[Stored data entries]
::::::::
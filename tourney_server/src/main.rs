//! Multi-sport tournament server.
//!
//! Serves the recommendation, bracket and leaderboard API backed by
//! PostgreSQL, or by in-memory stores with `--memory`.

use std::net::SocketAddr;
use std::sync::Arc;

use anyhow::{Context, Error};
use log::info;
use pico_args::Arguments;
use tokio::sync::watch;
use tourney::{
    PgBracketStore, PgRecommendationStore, bracket::BracketStore, db::Database,
    recommend::RecommendationStore,
};
use tourney_server::{
    api,
    config::{Overrides, ServerConfig, StorageBackend},
    logging, metrics,
};

const HELP: &str = "\
Run the multi-sport tournament server

USAGE:
  tourney_server [OPTIONS]

OPTIONS:
  --bind       IP:PORT     Server socket bind address  [default: env SERVER_BIND or 127.0.0.1:6969]
  --db-url     URL         Database connection string  [default: env DATABASE_URL]

FLAGS:
  --memory                 Keep all data in process memory instead of PostgreSQL
  -h, --help               Print help information

ENVIRONMENT:
  SERVER_BIND              Server bind address (e.g., 0.0.0.0:8080)
  DATABASE_URL             PostgreSQL connection string
  DB_MAX_CONNECTIONS       Pool size [default: 20]
  QUERY_TIMEOUT_SECS       Per-query timeout [default: 5]
  METRICS_BIND             Prometheus scrape address, disabled when unset
  HISTORY_WINDOW           Past recommendations consulted per sport [default: 50]
  RUST_LOG                 Log filter [default: info,sqlx=warn,hyper=warn]
";

#[tokio::main]
async fn main() -> Result<(), Error> {
    // Load .env file if it exists
    let _ = dotenvy::dotenv();

    let mut pargs = Arguments::from_env();

    // Help has a higher priority and should be handled separately.
    if pargs.contains(["-h", "--help"]) {
        print!("{HELP}");
        std::process::exit(0);
    }

    let overrides = Overrides {
        bind: pargs
            .opt_value_from_str::<_, SocketAddr>("--bind")
            .context("Invalid --bind address")?,
        database_url: pargs
            .opt_value_from_str("--db-url")
            .context("Invalid --db-url")?,
        memory: pargs.contains("--memory"),
    };

    let config = ServerConfig::from_env(overrides)?;
    config.validate()?;

    logging::init();
    info!("Starting tournament server at {}", config.bind);

    if let Some(addr) = config.metrics_bind {
        metrics::init_metrics(addr).map_err(anyhow::Error::msg)?;
        info!("Prometheus metrics exposed at http://{}/metrics", addr);
    }

    // Stop accepting requests on SIGINT/SIGTERM and let in-flight ones finish
    let (shutdown_tx, shutdown_rx) = watch::channel(false);
    ctrlc::set_handler(move || {
        let _ = shutdown_tx.send(true);
    })?;

    let (state, database) = match config.storage {
        StorageBackend::Memory => {
            info!("Using in-memory stores; data is lost on exit");
            (api::AppState::in_memory(config.history_window), None)
        }
        StorageBackend::Postgres => {
            let db = Database::new(&config.database)
                .await
                .context("Failed to connect to database")?;
            db.ensure_schema()
                .await
                .context("Failed to create database schema")?;
            info!("Database connected and schema ready");

            let pool = Arc::new(db.pool().clone());
            let bracket_store: Arc<dyn BracketStore> = Arc::new(
                PgBracketStore::new(pool.clone()).with_query_timeout(db.query_timeout()),
            );
            let recommendation_store: Arc<dyn RecommendationStore> = Arc::new(
                PgRecommendationStore::new(pool).with_query_timeout(db.query_timeout()),
            );
            (
                api::AppState::new(bracket_store, recommendation_store, config.history_window),
                Some(db),
            )
        }
    };

    let app = api::create_router(state);

    let listener = tokio::net::TcpListener::bind(config.bind)
        .await
        .with_context(|| format!("Failed to bind to {}", config.bind))?;

    info!(
        "Server is running at http://{}. Press Ctrl+C to stop.",
        config.bind
    );

    axum::serve(listener, app)
        .with_graceful_shutdown(shutdown_signal(shutdown_rx))
        .await
        .context("Server error")?;

    info!("Shutting down server...");
    if let Some(db) = database {
        db.close().await;
    }

    Ok(())
}

/// Graceful shutdown signal
async fn shutdown_signal(mut shutdown: watch::Receiver<bool>) {
    // An error means the sender is gone, which only happens at exit
    let _ = shutdown.wait_for(|stop| *stop).await;
}
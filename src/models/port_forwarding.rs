use lazy_static::lazy_static;
use regex::Regex;
use serde::{Deserialize, Serialize};

use crate::{RadbError, Result};

lazy_static! {
    static ref FORWARDING_LINE: Regex =
        Regex::new("^(\\S+) (\\S+) (\\S+)$").expect("cannot build forwarding line regex");
}

/// One rule of a `list-forward` response.
///
/// A rule is an immutable snapshot of one listing line, not live state.
/// The `local`/`remote` assignment mirrors the column order the server uses
/// when listing: for reverse rules local takes the first endpoint column and
/// remote the second, for forward rules the columns are swapped. This matches
/// the listings observed against real servers but has not been verified
/// against every server version.
#[derive(Debug, Clone, PartialEq, Eq, Serialize, Deserialize)]
pub struct PortForwarding {
    serial: String,
    local: String,
    remote: String,
    reverse: bool,
}

impl PortForwarding {
    /// Parses one `<serial> <endpoint> <endpoint>` listing line.
    pub(crate) fn parse(line: &str, reverse: bool) -> Result<Self> {
        let captures = FORWARDING_LINE
            .captures(line)
            .ok_or_else(|| RadbError::ForwardingRuleParseError(line.to_string()))?;
        let (first, second) = (captures[2].to_string(), captures[3].to_string());
        let (local, remote) = if reverse {
            (first, second)
        } else {
            (second, first)
        };
        Ok(Self {
            serial: captures[1].to_string(),
            local,
            remote,
            reverse,
        })
    }

    /// Serial of the device owning the rule, as reported by the server.
    pub fn serial(&self) -> &str {
        &self.serial
    }

    /// Endpoint on the side initiating connections.
    pub fn local(&self) -> &str {
        &self.local
    }

    /// Endpoint connections are relayed to.
    pub fn remote(&self) -> &str {
        &self.remote
    }

    /// Whether this is a reverse (device-to-host) rule.
    pub fn is_reverse(&self) -> bool {
        self.reverse
    }
}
::::::::
▶ **Your assignment**
Which lines above contain the word "stores"? Show each of them.

▶ **Written solution**
//! PostgreSQL, or by in-memory stores with `--memory`.
            info!("Using in-memory stores; data is lost on exit");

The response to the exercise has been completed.